===== Data to use =====
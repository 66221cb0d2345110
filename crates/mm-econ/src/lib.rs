#![deny(warnings)]

//! Economic helpers for the MM pipeline: solvency, order proceeds,
//! corporate income tax, employment geometry, and seeded wage draws.
//!
//! Everything here is a pure function over explicit arguments; the table
//! mutations live in the component crates.

use mm_core::{LocationCoord, LocationRow};
use rand::{Rng, SeedableRng};
use rand_chacha::ChaCha8Rng;
use rust_decimal::prelude::FromPrimitive;
use rust_decimal::Decimal;
use thiserror::Error;

/// Errors produced by economic helpers.
#[derive(Debug, Error, PartialEq)]
pub enum EconError {
    /// Tax rate outside [0, 1].
    #[error("invalid tax rate: {0}")]
    InvalidRate(Decimal),
    /// Wage noise fraction outside [0, 1).
    #[error("invalid wage noise fraction: {0}")]
    InvalidNoise(f32),
    /// Wage base must be strictly positive.
    #[error("non-positive wage base")]
    NonPositiveWage,
    /// Numeric conversion to or from floating point failed.
    #[error("non-finite numeric conversion")]
    NonFinite,
}

/// Whether every location's balance strictly exceeds the debt threshold.
///
/// Evaluates the full location set; the accumulator form keeps one
/// insolvent location from being masked among solvent ones.
pub fn is_solvent(locations: &[LocationRow], threshold: Decimal) -> bool {
    locations
        .iter()
        .fold(true, |ok, l| ok & (l.balance > threshold))
}

/// Coordinates of every location at or below the debt threshold, in table
/// order. Feeds the insolvency diagnostics.
pub fn insolvent_coords(locations: &[LocationRow], threshold: Decimal) -> Vec<LocationCoord> {
    locations
        .iter()
        .filter(|l| l.balance <= threshold)
        .map(|l| l.coord)
        .collect()
}

/// Net amount recognized on a fulfilled order: sale price minus cost of
/// goods minus the sales tax collected on behalf of the state.
pub fn order_net_proceeds(sale_price: Decimal, unit_cost: Decimal, sales_tax: Decimal) -> Decimal {
    sale_price - unit_cost - sales_tax
}

/// Corporate income tax on a closed period. Zero when the period ran at a
/// loss or broke even; there is no carryback or carryforward.
pub fn corporate_income_tax(period_income: Decimal, cit_rate: Decimal) -> Result<Decimal, EconError> {
    if cit_rate < Decimal::ZERO || cit_rate > Decimal::ONE {
        return Err(EconError::InvalidRate(cit_rate));
    }
    if period_income <= Decimal::ZERO {
        return Ok(Decimal::ZERO);
    }
    Ok(period_income * cit_rate)
}

/// Radius employees must live within to hold a slot: half a chunk along
/// each axis, i.e. `sqrt(2 * (chunk/2)^2)` grid units.
pub fn employment_radius(chunk_size: u32) -> f64 {
    let half = f64::from(chunk_size) / 2.0;
    (2.0 * half * half).sqrt()
}

/// Euclidean distance between two grid coordinates.
pub fn grid_distance(a: LocationCoord, b: LocationCoord) -> f64 {
    let dv = f64::from(a.v - b.v);
    let dh = f64::from(a.h - b.h);
    dv.hypot(dh)
}

/// One month of wages for `count` employees: `base/12 * (1 + U)` with `U`
/// drawn uniformly from `[0, noise_frac)` per employee. Seeded for
/// reproducibility; results are rounded to cents.
pub fn monthly_wage_draws(
    base_wage: Decimal,
    count: usize,
    noise_frac: f32,
    seed: u64,
) -> Result<Vec<Decimal>, EconError> {
    if base_wage <= Decimal::ZERO {
        return Err(EconError::NonPositiveWage);
    }
    if !(0.0..1.0).contains(&noise_frac) || !noise_frac.is_finite() {
        return Err(EconError::InvalidNoise(noise_frac));
    }
    let monthly = base_wage / Decimal::from(12u32);
    let mut rng = ChaCha8Rng::seed_from_u64(seed);
    let mut out = Vec::with_capacity(count);
    for _ in 0..count {
        let u: f32 = if noise_frac == 0.0 {
            0.0
        } else {
            rng.gen_range(0.0..noise_frac)
        };
        let factor = Decimal::from_f32(1.0 + u).ok_or(EconError::NonFinite)?;
        out.push((monthly * factor).round_dp(2));
    }
    Ok(out)
}
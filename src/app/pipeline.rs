//! Shared "dashboard view" logic used by both CLI and TUI front-ends.
//!
//! Keeping this in one place avoids duplicating the core workflow:
//! store snapshot -> sort rows -> smooth chart series
//!
//! The CLI and the TUI can then focus on presentation (printing vs widgets).

use std::sync::Arc;

use crate::analytics::{SmoothedSeries, smooth_sales, sort_by};
use crate::data::{LoadStatus, SalesRepository, SalesSnapshot, SalesStore};
use crate::domain::{DataSource, Product, SaleRecord, SortState};
use crate::error::AppError;

/// Everything a view needs to render one frame.
#[derive(Debug, Clone)]
pub struct DashboardView {
    pub status: LoadStatus,
    pub error: Option<String>,
    pub product: Option<Arc<Product>>,
    /// Table rows under the current sort state.
    pub rows: Vec<SaleRecord>,
    /// Chart series, always in dataset order.
    pub chart: SmoothedSeries,
    pub sort: SortState,
}

/// Compose the core operations over a store snapshot.
///
/// The chart is smoothed over the unsorted rows: sorting only affects the
/// table.
pub fn build_view(snapshot: &SalesSnapshot, sort: SortState, window: i64) -> Result<DashboardView, AppError> {
    let chart = smooth_sales(&snapshot.sales, window)?;
    let rows = sort_by(&snapshot.sales, sort);

    Ok(DashboardView {
        status: snapshot.status,
        error: snapshot.error.clone(),
        product: snapshot.product.clone(),
        rows,
        chart,
        sort,
    })
}

/// Fetch the dataset once into a fresh store.
pub fn load_store(source: &DataSource) -> Result<SalesStore, AppError> {
    let repo = SalesRepository::new(source.clone());
    let mut store = SalesStore::new();
    store.load_from(&repo)?;
    Ok(store)
}

#[cfg(test)]
mod tests {
    use super::*;
    use crate::domain::{SortDirective, SortKey};
    use crate::error::ErrorKind;

    #[test]
    fn view_sorts_table_but_not_chart() {
        let store = load_store(&DataSource::Bundled).unwrap();
        let snap = store.snapshot();
        let sort = Some(SortDirective::descending(SortKey::RetailSales));
        let view = build_view(&snap, sort, 4).unwrap();

        assert_eq!(view.status, LoadStatus::Succeeded);
        assert_eq!(view.rows.len(), snap.sales.len());
        assert!(view.rows.windows(2).all(|w| w[0].retail_sales >= w[1].retail_sales));
        assert_eq!(view.chart.labels.first(), snap.sales.first().map(|r| &r.week_ending));
        assert_eq!(view.chart.retail[0], snap.sales[0].retail_sales);
    }

    #[test]
    fn invalid_window_propagates() {
        let store = SalesStore::new();
        let err = build_view(&store.snapshot(), None, 0).unwrap_err();
        assert_eq!(err.kind(), ErrorKind::InvalidArgument);
    }

    #[test]
    fn idle_store_gives_empty_view() {
        let view = build_view(&SalesStore::new().snapshot(), None, 4).unwrap();
        assert_eq!(view.status, LoadStatus::Idle);
        assert!(view.rows.is_empty());
        assert!(view.chart.is_empty());
        assert!(view.product.is_none());
    }
}
//! Domain types used throughout the pipeline.
//!
//! This module defines:
//!
//! - the dataset shape (`Product`, `SaleRecord`, `Review`)
//! - table ordering (`SortKey`, `SortDirection`, `SortDirective`, `request_sort`)
//! - run configuration (`DataSource`, `DashboardConfig`)

pub mod types;

pub use types::*;
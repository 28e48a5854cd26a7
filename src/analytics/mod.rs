//! Pure computations over loaded sales data: chart smoothing and table ordering.
//!
//! Nothing in here holds state; callers pass a snapshot in and get new values back.

pub mod smoothing;
pub mod sorting;

pub use smoothing::*;
pub use sorting::*;
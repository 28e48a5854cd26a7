//! Input/output helpers.
//!
//! - table exports (CSV) (`export`)

pub mod export;

pub use export::*;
=====
_What you will do_
Only the lines from the one containing "throughout the pipeline." through the end of the entries above should be written out, exactly and in full.

_Reply_
//! Domain types used throughout the pipeline.
//!
//! This module defines:
//!
//! - the dataset shape (`Product`, `SaleRecord`, `Review`)
//! - table ordering (`SortKey`, `SortDirection`, `SortDirective`, `request_sort`)
//! - run configuration (`DataSource`, `DashboardConfig`)

pub mod types;

pub use types::*;
repository 28e48a5854cd26a7
filename src/analytics/mod.rs
//! Pure computations over loaded sales data: chart smoothing and table ordering.
//!
//! Nothing in here holds state; callers pass a snapshot in and get new values back.

pub mod smoothing;
pub mod sorting;

pub use smoothing::*;
pub use sorting::*;
repository 28e48a5854cd26a7
//! Input/output helpers.
//!
//! - table exports (CSV) (`export`)

pub mod export;

pub use export::*;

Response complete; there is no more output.